Saved entries
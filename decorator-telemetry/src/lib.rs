//! Structured logging setup.
//!
//! Libraries in this workspace only emit `tracing` events. Binaries call
//! [`init_tracing`] once at startup to print them.

#![warn(missing_docs, clippy::pedantic)]

use serde::{Deserialize, Serialize};
use thiserror::Error;
use tracing_subscriber::EnvFilter;
use tracing_subscriber::filter::ParseError;

/// Filter used when `RUST_LOG` is unset.
pub const DEFAULT_DIRECTIVE: &str = "info";

/// Errors raised while installing the subscriber.
#[derive(Debug, Error)]
pub enum TelemetryError {
    /// `RUST_LOG` or the configured directive is not a valid filter.
    #[error("invalid log filter `{directive}`: {source}")]
    InvalidFilter {
        /// Directive that failed to parse.
        directive: String,
        /// Source parse error.
        #[source]
        source: ParseError,
    },
    /// Another global subscriber is already installed.
    #[error("failed to install tracing subscriber: {0}")]
    Install(String),
}

/// Output settings.
#[derive(Debug, Clone, PartialEq, Eq, Serialize, Deserialize)]
#[serde(rename_all = "camelCase", default)]
pub struct TelemetryConfig {
    /// Filter directive used when `RUST_LOG` is unset.
    pub directive: String,
    /// Include the event target (module path).
    pub with_target: bool,
    /// Emit ANSI colours.
    pub ansi: bool,
}

impl Default for TelemetryConfig {
    fn default() -> Self {
        Self {
            directive: DEFAULT_DIRECTIVE.to_owned(),
            with_target: false,
            ansi: true,
        }
    }
}

impl TelemetryConfig {
    /// Overrides the fallback directive.
    #[must_use]
    pub fn with_directive(mut self, directive: impl Into<String>) -> Self {
        self.directive = directive.into();
        self
    }

    /// Builds the effective filter: `RUST_LOG` when set, the configured
    /// directive otherwise.
    ///
    /// # Errors
    ///
    /// Returns [`TelemetryError::InvalidFilter`] when `RUST_LOG` or the
    /// configured directive is invalid.
    pub fn filter(&self) -> Result<EnvFilter, TelemetryError> {
        let from_env = std::env::var(EnvFilter::DEFAULT_ENV).ok();
        self.filter_from(from_env.as_deref())
    }

    fn filter_from(&self, from_env: Option<&str>) -> Result<EnvFilter, TelemetryError> {
        let directive = from_env
            .filter(|value| !value.trim().is_empty())
            .unwrap_or(self.directive.as_str());
        EnvFilter::try_new(directive).map_err(|source| TelemetryError::InvalidFilter {
            directive: directive.to_owned(),
            source,
        })
    }
}

/// Installs a global `fmt` subscriber.
///
/// # Errors
///
/// Fails if the filter is invalid or a global subscriber already exists.
pub fn init_tracing(config: &TelemetryConfig) -> Result<(), TelemetryError> {
    tracing_subscriber::fmt()
        .with_env_filter(config.filter()?)
        .with_target(config.with_target)
        .with_ansi(config.ansi)
        .try_init()
        .map_err(|err| TelemetryError::Install(err.to_string()))
}

#[cfg(test)]
mod tests {
    use super::*;

    #[test]
    fn default_directive_is_info() {
        let config = TelemetryConfig::default();
        assert_eq!(config.directive, DEFAULT_DIRECTIVE);
        assert!(config.ansi);
    }

    #[test]
    fn partial_config_fills_defaults() {
        let config: TelemetryConfig = serde_json::from_str(r#"{ "withTarget": true }"#).unwrap();
        assert!(config.with_target);
        assert_eq!(config.directive, DEFAULT_DIRECTIVE);
    }

    #[test]
    fn environment_directive_wins_when_set() {
        let config = TelemetryConfig::default().with_directive("decorator_engine=loud");
        assert!(config.filter_from(Some("decorator_engine=debug")).is_ok());

        let err = config.filter_from(Some("  ")).expect_err("blank falls back");
        assert!(matches!(
            err,
            TelemetryError::InvalidFilter { ref directive, .. } if directive == "decorator_engine=loud"
        ));
        assert!(config.with_directive("warn").filter_from(None).is_ok());
    }

    #[test]
    fn invalid_environment_directive_is_reported() {
        let config = TelemetryConfig::default();
        let err = config.filter_from(Some("decorator_engine=loud")).expect_err("bad level");
        assert!(matches!(
            err,
            TelemetryError::InvalidFilter { ref directive, .. } if directive == "decorator_engine=loud"
        ));
    }

    #[test]
    fn second_install_reports_error() {
        let config = TelemetryConfig::default().with_directive("warn");
        init_tracing(&config).unwrap();
        let second = init_tracing(&config);
        assert!(matches!(second, Err(TelemetryError::Install(_))));
    }
}
//! Duration policy bounds
//!
//! Pure classification of a parsed delay against the bot's minimum and
//! maximum reminder windows.
//!
//! - **Version**: 1.0.0
//! - **Since**: 1.0.0

use chrono::Duration;

/// Shortest delay the bot will schedule
pub const MIN_DURATION_SECONDS: i64 = 2;

/// Longest delay the bot will schedule (one week)
pub const MAX_DURATION_HOURS: i64 = 7 * 24;

/// Why a duration was refused
#[derive(Debug, Clone, Copy, PartialEq, Eq)]
pub enum RejectReason {
    NegativeDuration,
    TooShort,
    TooLong,
}

/// Result of checking a duration against the policy bounds
#[derive(Debug, Clone, Copy, PartialEq, Eq)]
pub enum PolicyOutcome {
    Accepted(Duration),
    Rejected(RejectReason),
}

/// Inclusive-bounds window for acceptable reminder delays
///
/// Exactly `min` and exactly `max` are accepted; only values strictly
/// outside the window are rejected. Classification is pure and
/// side-effect free.
#[derive(Debug, Clone, Copy)]
pub struct DurationPolicy {
    min: Duration,
    max: Duration,
}

impl DurationPolicy {
    pub fn new(min: Duration, max: Duration) -> Self {
        Self { min, max }
    }

    /// Classify a parsed duration
    ///
    /// Negative delays are called out separately from merely-too-short
    /// ones so the bot can mock time travellers with a dedicated reply.
    pub fn classify(&self, duration: Duration) -> PolicyOutcome {
        if duration < Duration::zero() {
            PolicyOutcome::Rejected(RejectReason::NegativeDuration)
        } else if duration < self.min {
            PolicyOutcome::Rejected(RejectReason::TooShort)
        } else if duration > self.max {
            PolicyOutcome::Rejected(RejectReason::TooLong)
        } else {
            PolicyOutcome::Accepted(duration)
        }
    }
}

impl Default for DurationPolicy {
    fn default() -> Self {
        Self::new(
            Duration::seconds(MIN_DURATION_SECONDS),
            Duration::hours(MAX_DURATION_HOURS),
        )
    }
}
//! # Core Module
//!
//! Configuration and the bot's user-visible reply text.
//!
//! - **Version**: 1.1.0
//! - **Since**: 1.0.0
//!
//! ## Changelog
//! - 1.1.0: Add response module with the canonical reply lines
//! - 1.0.0: Initial creation with config module

pub mod config;
pub mod response;

// Re-export commonly used items
pub use config::Config;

▸ **YOUR OBJECTIVE**: Only an exact copy of all the data will do as the answer.

▸ **ANSWER TO THIS PROBLEM**:
filename decorator-telemetry/src/lib.rs
//! Structured logging setup.
//!
//! Libraries in this workspace only emit `tracing` events. Binaries call
//! [`init_tracing`] once at startup to print them.

#![warn(missing_docs, clippy::pedantic)]

use serde::{Deserialize, Serialize};
use thiserror::Error;
use tracing_subscriber::EnvFilter;
use tracing_subscriber::filter::ParseError;

/// Filter used when `RUST_LOG` is unset.
pub const DEFAULT_DIRECTIVE: &str = "info";

/// Errors raised while installing the subscriber.
#[derive(Debug, Error)]
pub enum TelemetryError {
    /// `RUST_LOG` or the configured directive is not a valid filter.
    #[error("invalid log filter `{directive}`: {source}")]
    InvalidFilter {
        /// Directive that failed to parse.
        directive: String,
        /// Source parse error.
        #[source]
        source: ParseError,
    },
    /// Another global subscriber is already installed.
    #[error("failed to install tracing subscriber: {0}")]
    Install(String),
}

/// Output settings.
#[derive(Debug, Clone, PartialEq, Eq, Serialize, Deserialize)]
#[serde(rename_all = "camelCase", default)]
pub struct TelemetryConfig {
    /// Filter directive used when `RUST_LOG` is unset.
    pub directive: String,
    /// Include the event target (module path).
    pub with_target: bool,
    /// Emit ANSI colours.
    pub ansi: bool,
}

impl Default for TelemetryConfig {
    fn default() -> Self {
        Self {
            directive: DEFAULT_DIRECTIVE.to_owned(),
            with_target: false,
            ansi: true,
        }
    }
}

impl TelemetryConfig {
    /// Overrides the fallback directive.
    #[must_use]
    pub fn with_directive(mut self, directive: impl Into<String>) -> Self {
        self.directive = directive.into();
        self
    }

    /// Builds the effective filter: `RUST_LOG` when set, the configured
    /// directive otherwise.
    ///
    /// # Errors
    ///
    /// Returns [`TelemetryError::InvalidFilter`] when `RUST_LOG` or the
    /// configured directive is invalid.
    pub fn filter(&self) -> Result<EnvFilter, TelemetryError> {
        let from_env = std::env::var(EnvFilter::DEFAULT_ENV).ok();
        self.filter_from(from_env.as_deref())
    }

    fn filter_from(&self, from_env: Option<&str>) -> Result<EnvFilter, TelemetryError> {
        let directive = from_env
            .filter(|value| !value.trim().is_empty())
            .unwrap_or(self.directive.as_str());
        EnvFilter::try_new(directive).map_err(|source| TelemetryError::InvalidFilter {
            directive: directive.to_owned(),
            source,
        })
    }
}

/// Installs a global `fmt` subscriber.
///
/// # Errors
///
/// Fails if the filter is invalid or a global subscriber already exists.
pub fn init_tracing(config: &TelemetryConfig) -> Result<(), TelemetryError> {
    tracing_subscriber::fmt()
        .with_env_filter(config.filter()?)
        .with_target(config.with_target)
        .with_ansi(config.ansi)
        .try_init()
        .map_err(|err| TelemetryError::Install(err.to_string()))
}

#[cfg(test)]
mod tests {
    use super::*;

    #[test]
    fn default_directive_is_info() {
        let config = TelemetryConfig::default();
        assert_eq!(config.directive, DEFAULT_DIRECTIVE);
        assert!(config.ansi);
    }

    #[test]
    fn partial_config_fills_defaults() {
        let config: TelemetryConfig = serde_json::from_str(r#"{ "withTarget": true }"#).unwrap();
        assert!(config.with_target);
        assert_eq!(config.directive, DEFAULT_DIRECTIVE);
    }

    #[test]
    fn environment_directive_wins_when_set() {
        let config = TelemetryConfig::default().with_directive("decorator_engine=loud");
        assert!(config.filter_from(Some("decorator_engine=debug")).is_ok());

        let err = config.filter_from(Some("  ")).expect_err("blank falls back");
        assert!(matches!(
            err,
            TelemetryError::InvalidFilter { ref directive, .. } if directive == "decorator_engine=loud"
        ));
        assert!(config.with_directive("warn").filter_from(None).is_ok());
    }

    #[test]
    fn invalid_environment_directive_is_reported() {
        let config = TelemetryConfig::default();
        let err = config.filter_from(Some("decorator_engine=loud")).expect_err("bad level");
        assert!(matches!(
            err,
            TelemetryError::InvalidFilter { ref directive, .. } if directive == "decorator_engine=loud"
        ));
    }

    #[test]
    fn second_install_reports_error() {
        let config = TelemetryConfig::default().with_directive("warn");
        init_tracing(&config).unwrap();
        let second = init_tracing(&config);
        assert!(matches!(second, Err(TelemetryError::Install(_))));
    }
}
//! Duration policy bounds
//!
//! Pure classification of a parsed delay against the bot's minimum and
//! maximum reminder windows.
//!
//! - **Version**: 1.0.0
//! - **Since**: 1.0.0

use chrono::Duration;

/// Shortest delay the bot will schedule
pub const MIN_DURATION_SECONDS: i64 = 2;

/// Longest delay the bot will schedule (one week)
pub const MAX_DURATION_HOURS: i64 = 7 * 24;

/// Why a duration was refused
#[derive(Debug, Clone, Copy, PartialEq, Eq)]
pub enum RejectReason {
    NegativeDuration,
    TooShort,
    TooLong,
}

/// Result of checking a duration against the policy bounds
#[derive(Debug, Clone, Copy, PartialEq, Eq)]
pub enum PolicyOutcome {
    Accepted(Duration),
    Rejected(RejectReason),
}

/// Inclusive-bounds window for acceptable reminder delays
///
/// Exactly `min` and exactly `max` are accepted; only values strictly
/// outside the window are rejected. Classification is pure and
/// side-effect free.
#[derive(Debug, Clone, Copy)]
pub struct DurationPolicy {
    min: Duration,
    max: Duration,
}

impl DurationPolicy {
    pub fn new(min: Duration, max: Duration) -> Self {
        Self { min, max }
    }

    /// Classify a parsed duration
    ///
    /// Negative delays are called out separately from merely-too-short
    /// ones so the bot can mock time travellers with a dedicated reply.
    pub fn classify(&self, duration: Duration) -> PolicyOutcome {
        if duration < Duration::zero() {
            PolicyOutcome::Rejected(RejectReason::NegativeDuration)
        } else if duration < self.min {
            PolicyOutcome::Rejected(RejectReason::TooShort)
        } else if duration > self.max {
            PolicyOutcome::Rejected(RejectReason::TooLong)
        } else {
            PolicyOutcome::Accepted(duration)
        }
    }
}

impl Default for DurationPolicy {
    fn default() -> Self {
        Self::new(
            Duration::seconds(MIN_DURATION_SECONDS),
            Duration::hours(MAX_DURATION_HOURS),
        )
    }
}
//! # Core Module
//!
//! Configuration and the bot's user-visible reply text.
//!
//! - **Version**: 1.1.0
//! - **Since**: 1.0.0
//!
//! ## Changelog
//! - 1.1.0: Add response module with the canonical reply lines
//! - 1.0.0: Initial creation with config module

pub mod config;
pub mod response;

// Re-export commonly used items
pub use config::Config;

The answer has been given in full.